L to R: Janie Brooks Heuck, Chris Williams, Claire Jarreau, Brooks Winery. Photograph by Carolyn Wells-Kramer.

Brooks Winery in Willamette Valley has promoted associate winemaker Claire Jarreau to head winemaker. Long-time winemaker Chris Williams will remain at the winery in a supporting role.

“I feel humbled and grateful for the opportunity,” Jarreau says. “I’m really passionate about our two main focuses: making expressive Riesling and Pinot Noir.”

Raised in southern Mississippi, Jarreau’s path to winemaking started with an interest in chemistry. She became fascinated by the subject in high school, in particular the study of aromatic compounds.

At Appalachian State University in North Carolina, Jarreau studied chemistry with the intention of becoming a perfumist. However, a wine appreciation class changed the course of her life.

“A lot of people in my family are tied to the culinary world and then family on the other side are tied into forestry and horticulture,” Jarreau says. “This was a mix of chemistry and food culture.”

Jarreau switched to a fermentation science track within the chemistry department. In fact, she was the original student in what is now a fermentation science degree offered at the university.

Graduating in 2009, Jarreau went to New Zealand. She lived in a van and traveled around the country for a year and also worked in a vineyard in Marlborough.

Jarreau subsequently returned to the U.S. and worked as a buyer for a wine shop in West Asheville, North Carolina. A connection knew someone working in Willamette Valley and put Jarreau in touch. She came to the valley in 2010 to work harvest.

“I fell in love with the place immediately, with the people and the industry here,” she says.

Jarreau returned to Willamette Valley in 2012 to work another harvest. Then from the fall of 2013 until spring of 2014, she worked harvests abroad. One of her formative experiences was working for Emmerich Knoll in Austria’s Wachau region.

“That solidified that I wanted to make Rieslings the rest of my life,” Jarreau says.
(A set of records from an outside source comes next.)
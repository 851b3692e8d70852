//! Integration tests for the in-memory store and its JSONL persistence.

use servicedesk::audit::{AuditAction, AuditEntry};
use servicedesk::domain::{NewTicket, TicketPatch, TicketType, UserId};
use servicedesk::error::Error;
use servicedesk::storage::in_memory::{load_from_jsonl, new_in_memory_store, save_to_jsonl, LoadWarning};
use servicedesk::storage::{create_store, StorageBackend, TicketStore};
use tempfile::tempdir;

fn new_incident(title: &str) -> NewTicket {
    NewTicket::new(title, "Test description", TicketType::Incident)
}

fn update_audit(ticket_id: servicedesk::domain::TicketId) -> AuditEntry {
    AuditEntry::new(
        ticket_id,
        UserId::from("tester"),
        AuditAction::Update,
        None::<&()>,
        Some(&serde_json::json!({"title": "changed"})),
    )
}

// ========== Basic CRUD Tests ==========

#[tokio::test]
async fn create_and_get() {
    let mut store = new_in_memory_store();

    let created = store
        .create(new_incident("Test"), UserId::from("alice"))
        .await
        .unwrap();
    assert_eq!(created.ticket_number, "INC-0001");

    let fetched = store.get(&created.id).await.unwrap();
    assert!(fetched.is_some());
    assert_eq!(fetched.unwrap().title, "Test");

    let missing = store
        .get(&servicedesk::domain::TicketId::new())
        .await
        .unwrap();
    assert!(missing.is_none());
}

#[tokio::test]
async fn update_validates_before_committing() {
    let mut store = new_in_memory_store();

    let created = store
        .create(new_incident("Valid title"), UserId::from("alice"))
        .await
        .unwrap();

    // An empty title fails validation and leaves both the ticket and the
    // audit trail untouched
    let patch = TicketPatch {
        title: Some(String::new()),
        ..Default::default()
    };
    let result = store
        .update(&created.id, patch, update_audit(created.id.clone()))
        .await;
    assert!(matches!(result, Err(Error::Storage(_))));

    let ticket = store.get(&created.id).await.unwrap().unwrap();
    assert_eq!(ticket.title, "Valid title");
    assert!(store.audit_trail(&created.id).await.unwrap().is_empty());
}

#[tokio::test]
async fn update_missing_ticket_is_not_found() {
    let mut store = new_in_memory_store();
    let id = servicedesk::domain::TicketId::new();

    let result = store
        .update(&id, TicketPatch::default(), update_audit(id.clone()))
        .await;
    assert!(matches!(result, Err(Error::TicketNotFound(_))));
}

#[tokio::test]
async fn mutation_and_audit_entry_are_committed_together() {
    let mut store = new_in_memory_store();

    let created = store
        .create(new_incident("Atomic"), UserId::from("alice"))
        .await
        .unwrap();

    let patch = TicketPatch {
        title: Some("Atomic indeed".to_string()),
        ..Default::default()
    };
    store
        .update(&created.id, patch, update_audit(created.id.clone()))
        .await
        .unwrap();

    let ticket = store.get(&created.id).await.unwrap().unwrap();
    let trail = store.audit_trail(&created.id).await.unwrap();
    assert_eq!(ticket.title, "Atomic indeed");
    assert_eq!(trail.len(), 1);
    assert_eq!(trail[0].action, AuditAction::Update);
}

// ========== JSONL Persistence Tests ==========

#[tokio::test]
async fn jsonl_round_trip_preserves_records() {
    let dir = tempdir().unwrap();
    let path = dir.path().join("tickets.jsonl");

    let mut store = new_in_memory_store();
    let created = store
        .create(new_incident("Persisted"), UserId::from("alice"))
        .await
        .unwrap();
    store
        .update(
            &created.id,
            TicketPatch {
                description: Some("with history".to_string()),
                ..Default::default()
            },
            update_audit(created.id.clone()),
        )
        .await
        .unwrap();

    save_to_jsonl(store.as_ref(), &path).await.unwrap();

    let (loaded, warnings) = load_from_jsonl(&path).await.unwrap();
    assert!(warnings.is_empty());

    let ticket = loaded.get(&created.id).await.unwrap().unwrap();
    assert_eq!(ticket.ticket_number, "INC-0001");
    assert_eq!(ticket.description, "with history");

    let trail = loaded.audit_trail(&created.id).await.unwrap();
    assert_eq!(trail.len(), 1);
}

#[tokio::test]
async fn numbering_continues_after_reload() {
    let dir = tempdir().unwrap();
    let path = dir.path().join("tickets.jsonl");

    let mut store = create_store(StorageBackend::Jsonl(path.clone())).await.unwrap();
    store
        .create(new_incident("first"), UserId::from("alice"))
        .await
        .unwrap();
    store
        .create(new_incident("second"), UserId::from("alice"))
        .await
        .unwrap();
    store.save().await.unwrap();

    // A fresh store over the same file resumes the sequence
    let mut reopened = create_store(StorageBackend::Jsonl(path)).await.unwrap();
    let third = reopened
        .create(new_incident("third"), UserId::from("alice"))
        .await
        .unwrap();
    assert_eq!(third.ticket_number, "INC-0003");
}

#[tokio::test]
async fn resilient_load_skips_malformed_lines() {
    let dir = tempdir().unwrap();
    let path = dir.path().join("tickets.jsonl");

    // Build a valid line by saving a real store
    let mut store = new_in_memory_store();
    store
        .create(new_incident("survivor"), UserId::from("alice"))
        .await
        .unwrap();
    save_to_jsonl(store.as_ref(), &path).await.unwrap();

    // Corrupt the file: garbage line before, truncated JSON after
    let valid_line = std::fs::read_to_string(&path).unwrap();
    let corrupted = format!("not json at all\n{valid_line}{{\"ticket\": {{\"id\"\n");
    std::fs::write(&path, corrupted).unwrap();

    let (loaded, warnings) = load_from_jsonl(&path).await.unwrap();
    assert_eq!(warnings.len(), 2);
    assert!(warnings
        .iter()
        .all(|w| matches!(w, LoadWarning::MalformedJson { .. })));

    let page = loaded
        .find(&servicedesk::domain::TicketFilter::default())
        .await
        .unwrap();
    assert_eq!(page.total, 1);
    assert_eq!(page.tickets[0].title, "survivor");
}

#[tokio::test]
async fn malformed_legacy_number_restarts_sequence() {
    let dir = tempdir().unwrap();
    let path = dir.path().join("tickets.jsonl");

    // Persist a ticket, then mangle its number into unparsable legacy data
    let mut store = new_in_memory_store();
    store
        .create(new_incident("legacy"), UserId::from("alice"))
        .await
        .unwrap();
    save_to_jsonl(store.as_ref(), &path).await.unwrap();

    let contents = std::fs::read_to_string(&path).unwrap();
    let mangled = contents.replace("INC-0001", "INC-LEGACY");
    std::fs::write(&path, mangled).unwrap();

    // Loading succeeds; the next incident falls back to sequence 1
    let (loaded, warnings) = load_from_jsonl(&path).await.unwrap();
    assert!(warnings.is_empty());

    let mut loaded = loaded;
    let next = loaded
        .create(new_incident("fresh"), UserId::from("alice"))
        .await
        .unwrap();
    assert_eq!(next.ticket_number, "INC-0001");
}

#[tokio::test]
async fn import_export_round_trip() {
    let mut source = new_in_memory_store();
    source
        .create(new_incident("a"), UserId::from("alice"))
        .await
        .unwrap();
    source
        .create(
            NewTicket::new("b", "", TicketType::Problem),
            UserId::from("bob"),
        )
        .await
        .unwrap();

    let records = source.export_all().await.unwrap();
    assert_eq!(records.len(), 2);

    let mut target = new_in_memory_store();
    target.import_records(records).await.unwrap();

    // Counters were re-seeded from the imported numbers
    let next = target
        .create(new_incident("c"), UserId::from("alice"))
        .await
        .unwrap();
    assert_eq!(next.ticket_number, "INC-0002");

    let next_problem = target
        .create(
            NewTicket::new("d", "", TicketType::Problem),
            UserId::from("bob"),
        )
        .await
        .unwrap();
    assert_eq!(next_problem.ticket_number, "PRB-0002");
}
She subsequently worked in South Africa’s Swartland region and then returned to New Zealand to work in the Waipara Valley. In 2014, Jarreau returned Oregon ready to put down roots.

Jarreau knew three things. First, she wanted to work in Willamette Valley. Second, she wanted to make Riesling. Third, she had a strong interest in regenerative farming.

Brooks Winery checked all the boxes and was at the top of her list. She sent a cold email to Janie Brooks Heuck, managing director of the winery.

“I didn’t expect I’d hear back right away, but I did,” Jarreau says.

Jarreau started out with a winter job in the winery’s tasting room. Soon she found herself in charge of grower relations. The relationships she made at that position continue to resonate today.

“A lot of them are family to me at this point, “ Jarreau says.

Now 10 years later, having worked her way up to head winemaker, Jarreau will be responsible for Brooks’ 17,000 case per year annual production. She also becomes a female head winemaker at an important Willamette Valley winery. The Oregon Wine Board estimates that one-third of the state’s winemakers are women.

“I hope that we’ll see more people in my shoes be able to move up and particularly more women,” Jarreau says. “There are a lot of women in this valley that are very talented that certainly deserve the opportunity.”

Brooks Winery celebrated its 25th year in 2023. The winery was founded by Jimi Brooks, who passed away in 2004. Chris Williams took over winemaking responsibilities at that time.

Brooks has been a leader in sustainable winemaking. The winery is B-Corp certified, has 1% for the Planet membership, is Demeter-certified as biodynamic, and is an Ecologi partner. Brooks has also been one of the valley wineries championing Riesling, in addition to Pinot Noir.

“I can’t think of a better scenario for me,” Jarreau says.